白猫のクッキー
日曜日の午後は、静かで柔らかな光に満たされていた。
リリーはアパートの一室で小さな体をソファーに埋めて眠り、摩訶不思議な夢を見ている。
夢の中でリリーは、巨大なアイシングクッキーでできたキッチンに立っていた。
目の前では白いコック服を着た巨大な白猫がクッキー生地を練っている。
白猫は鼻歌を歌いながら手際よく星やハートの型を抜いてオーブンで焼き、バターの甘い香りが夢の中に充満していた。
「リリー嬢、焼き加減はいかがですかニャア?」
白猫は焼き上がったばかりのクッキーを熱々のまま差し出し、リリーは星型のクッキーを一つ取って口に入れた。
バターとバニラの風味が舌の上で優しく溶けていく。
その数秒後、現実の強い光がリリーの瞼を貫いた。
「うーん……」
リリーは瞼を開け、天井を見つめて夢と現実の狭間をしばらく彷徨った。
(ああ、夢だった……白猫のパティシエのクッキー、食べたかったなぁ……)
身体を起こすと、窓から差し込む陽光が部屋全体を明るく照らしている。
壁に掛けた時計に目をやると、針は午後3時を指していた。たっぷり昼寝をしてしまったらしい。
掃除が行き届いたキッチンからは、ルームメイトのラベンダーが洗い物を片付ける規則正しい水音が聞こえてくる。
ラベンダーは快活でしっかり者の女子大生で、家事も学業もテキパキとこなす、リリーの保護者のような存在だ。
リリーは夢で白猫のパティシエが焼いてくれたクッキーの味が忘れられず、キッチンに入るなりラベンダーに声をかけた。
「ラベンダー、さっきすごく不思議な夢を見たの!」
「どうしたの、リリー? また変な夢でも見た?」
ラベンダーは振り返り、食器を拭くのをやめてリリーを見た。
「あのね、コック服を着た白猫さんが、私のためにクッキーを焼いてくれる夢を見たの! すごくすごく美味しい、バターがたっぷりのクッキー! 現実でも食べたいよ~!」
ラベンダーはリリーの幼い表情を見て、少し呆れながらもクスッと笑った。
インテリアメーカーで働く立派な社会人なのに、夢の話をする時のリリーは本当に子供のようだ。

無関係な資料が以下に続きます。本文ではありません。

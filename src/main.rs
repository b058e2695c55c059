use clap::Parser;
use finance_tracker::args::{AddSubcommand, Args, Command};
use finance_tracker::{commands, Config, Result};
use std::process::ExitCode;
use tracing::{debug, error, trace};
use tracing_subscriber::filter::LevelFilter;
use tracing_subscriber::EnvFilter;

#[tokio::main]
async fn main() -> ExitCode {
    let args = Args::parse();
    let log_level = args.common().log_level();
    init_logger(log_level);
    debug!("Log level set to {}", log_level.to_string().to_lowercase());

    match main_inner(args).await {
        Ok(_) => ExitCode::SUCCESS,
        Err(e) => {
            error!("Exiting with error: {e:#}");
            ExitCode::FAILURE
        }
    }
}

pub async fn main_inner(args: Args) -> Result<()> {
    trace!("{args:?}");
    let home = args.common().finance_home().path();

    // Route to appropriate command handler
    let _: () = match args.command() {
        Command::Init => commands::init(home).await?.print(),

        Command::Summary => commands::summary(Config::load(home).await?)
            .await?
            .print(),

        Command::Transactions => commands::transactions(Config::load(home).await?)
            .await?
            .print(),

        Command::Goals => commands::goals(Config::load(home).await?).await?.print(),

        Command::Categories(categories_args) => {
            commands::categories(categories_args.clone()).print()
        }

        Command::Add(add_args) => {
            let config = Config::load(home).await?;
            match add_args.entity() {
                AddSubcommand::Transaction(args) => {
                    commands::add_transaction(config, args.clone())
                        .await?
                        .print()
                }
                AddSubcommand::Goal(args) => commands::add_goal(config, args.clone())
                    .await?
                    .print(),
            }
        }
    };
    Ok(())
}

/// Initializes the tracing subscriber.
pub fn init_logger(level: LevelFilter) {
    let filter = match std::env::var("RUST_LOG").ok() {
        Some(_) => {
            // RUST_LOG exists; use it.
            EnvFilter::from_default_env()
        }
        None => {
            // RUST_LOG does not exist; use default log level for this package only.
            EnvFilter::new(format!(
                "{}={},{}={}",
                env!("CARGO_PKG_NAME").replace('-', "_"),
                level,
                env!("CARGO_BIN_NAME"),
                level
            ))
        }
    };

    tracing_subscriber::fmt()
        .with_env_filter(filter)
        .with_writer(std::io::stderr)
        .init();
}
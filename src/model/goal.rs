use crate::model::{Amount, Rejection};
use chrono::NaiveDate;
use rust_decimal::Decimal;
use serde::{Deserialize, Deserializer, Serialize};
use std::str::FromStr;

/// A savings target with a current progress amount, as held in memory and as stored under the
/// `goals` key.
#[derive(Debug, Clone, PartialEq, Eq, Serialize, Deserialize)]
#[serde(rename_all = "camelCase")]
pub struct Goal {
    pub(crate) id: u64,
    pub(crate) title: String,
    pub(crate) target_amount: Amount,
    #[serde(default)]
    pub(crate) current_amount: Amount,
    #[serde(
        default,
        skip_serializing_if = "Option::is_none",
        deserialize_with = "optional_date"
    )]
    pub(crate) deadline: Option<NaiveDate>,
    #[serde(default)]
    pub(crate) description: String,
}

impl Goal {
    pub fn new(
        id: u64,
        title: impl Into<String>,
        target_amount: Amount,
        current_amount: Amount,
        deadline: Option<NaiveDate>,
        description: impl Into<String>,
    ) -> Self {
        Self {
            id,
            title: title.into(),
            target_amount,
            current_amount,
            deadline,
            description: description.into(),
        }
    }

    pub fn id(&self) -> u64 {
        self.id
    }

    pub fn title(&self) -> &str {
        &self.title
    }

    pub fn target_amount(&self) -> Amount {
        self.target_amount
    }

    pub fn current_amount(&self) -> Amount {
        self.current_amount
    }

    pub fn deadline(&self) -> Option<NaiveDate> {
        self.deadline
    }

    pub fn description(&self) -> &str {
        &self.description
    }

    /// How far along the goal is, in percent. A goal with a zero target reports zero.
    pub fn progress(&self) -> Decimal {
        self.current_amount.percent_of(self.target_amount)
    }

    /// Buckets `progress` for display.
    pub fn tier(&self) -> ProgressTier {
        ProgressTier::from_percent(self.progress())
    }
}

/// A coarse description of how close a goal is to being reached.
#[derive(Debug, Clone, Copy, PartialEq, Eq, Hash, Serialize, Deserialize)]
#[serde(rename_all = "snake_case")]
pub enum ProgressTier {
    /// Below 50%.
    Started,
    /// At least 50%.
    Halfway,
    /// At least 80%.
    NearlyThere,
}

serde_plain::derive_display_from_serialize!(ProgressTier);

impl ProgressTier {
    pub fn from_percent(percent: Decimal) -> Self {
        if percent >= Decimal::from(80) {
            ProgressTier::NearlyThere
        } else if percent >= Decimal::from(50) {
            ProgressTier::Halfway
        } else {
            ProgressTier::Started
        }
    }
}

/// A proposed goal exactly as the user entered it. Amounts are still raw text.
#[derive(Debug, Clone, Default, PartialEq, Eq)]
pub struct GoalDraft {
    pub title: String,
    pub target_amount: String,
    pub current_amount: String,
    pub deadline: Option<NaiveDate>,
    pub description: String,
}

impl GoalDraft {
    /// Validates the draft and coerces its amounts. A current amount that is blank, non-numeric,
    /// negative or above `Amount::MAX` becomes zero.
    pub(crate) fn accept(self, id: u64) -> Result<Goal, Rejection> {
        if self.title.trim().is_empty() {
            return Err(Rejection::MissingTitle);
        }
        let target_amount = match Amount::coerce(&self.target_amount) {
            Some(amount) if !amount.is_zero() => amount,
            _ => return Err(Rejection::MissingTarget),
        };
        if target_amount.is_negative() {
            return Err(Rejection::NegativeAmount);
        }
        if !target_amount.is_within_limit() {
            return Err(Rejection::AmountTooLarge);
        }
        let current_amount = Amount::coerce(&self.current_amount)
            .filter(|amount| !amount.is_negative() && amount.is_within_limit())
            .unwrap_or(Amount::ZERO);
        Ok(Goal {
            id,
            title: self.title,
            target_amount,
            current_amount,
            deadline: self.deadline,
            description: self.description,
        })
    }
}

/// Reads a deadline that may be missing, `null` or an empty string.
fn optional_date<'de, D>(deserializer: D) -> Result<Option<NaiveDate>, D::Error>
where
    D: Deserializer<'de>,
{
    match Option::<String>::deserialize(deserializer)? {
        None => Ok(None),
        Some(s) if s.trim().is_empty() => Ok(None),
        Some(s) => NaiveDate::from_str(s.trim())
            .map(Some)
            .map_err(serde::de::Error::custom),
    }
}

だが彼女のそんな子供っぽい所が、ラベンダーは嫌いではなかった。
「それはきっと、クッキーが食べたいって事ね。」
ラベンダーは手を拭き、キッチンカウンターに肘をついた。
「分かったわ。私の得意なショートブレッド風のクッキーでいい? ちょうどお昼で使ったバターが少し余ってるし。」
リリーの顔がパッと輝き、緑の瞳がキラキラと喜びで揺れた。
「え、本当!? ラベンダーのクッキー、美味しいから大好き! お願い、作って!」
「はいはい。じゃあ、手を洗ってキッチンに来て。生地を混ぜるのを手伝ってもらうわよ。」
ラベンダーはキャビネットから小麦粉と砂糖を取り出した。
ラベンダーがキッチンに立つと、途端に部屋の空気が活気づく。
手慣れた様子で材料を計量し、リリーの目を覚まさせたバターの甘い香りが、今度は夢ではなく確かな現実のものとしてアパートを満たしていく。
リリーは洗面台で手を洗ってからエプロンを着け、生地を混ぜるのを手伝った。
約30分後。オーブンの扉が開かれ、黄金色に焼けたクッキーが姿を現した。
星やハートや猫などの色々な形をしている。
「ほら、熱いから気をつけて。」
ラベンダーは紅茶と一緒に、皿に盛りつけたクッキーをリリーの前に差し出した。
リリーは焼きたてのクッキーを一つ手に取り、ハフハフと冷ましながら口に運ぶ。
サクッとした食感と、素朴ながらも優しいバターの風味。
夢の中のクッキーには負けるかもしれないけれど、ラベンダーが作ってくれた、この温かい現実の味がリリーは一番好きだった。
「う~ん! ラベンダーのクッキー、最高!」
リリーは満面の笑みを浮かべ、午後の光の中で幸せそうにクッキーを頬張った。
しっかり者のルームメイトと過ごす穏やかな休日が、リリーの心を豊かに満たしてくれるのだった。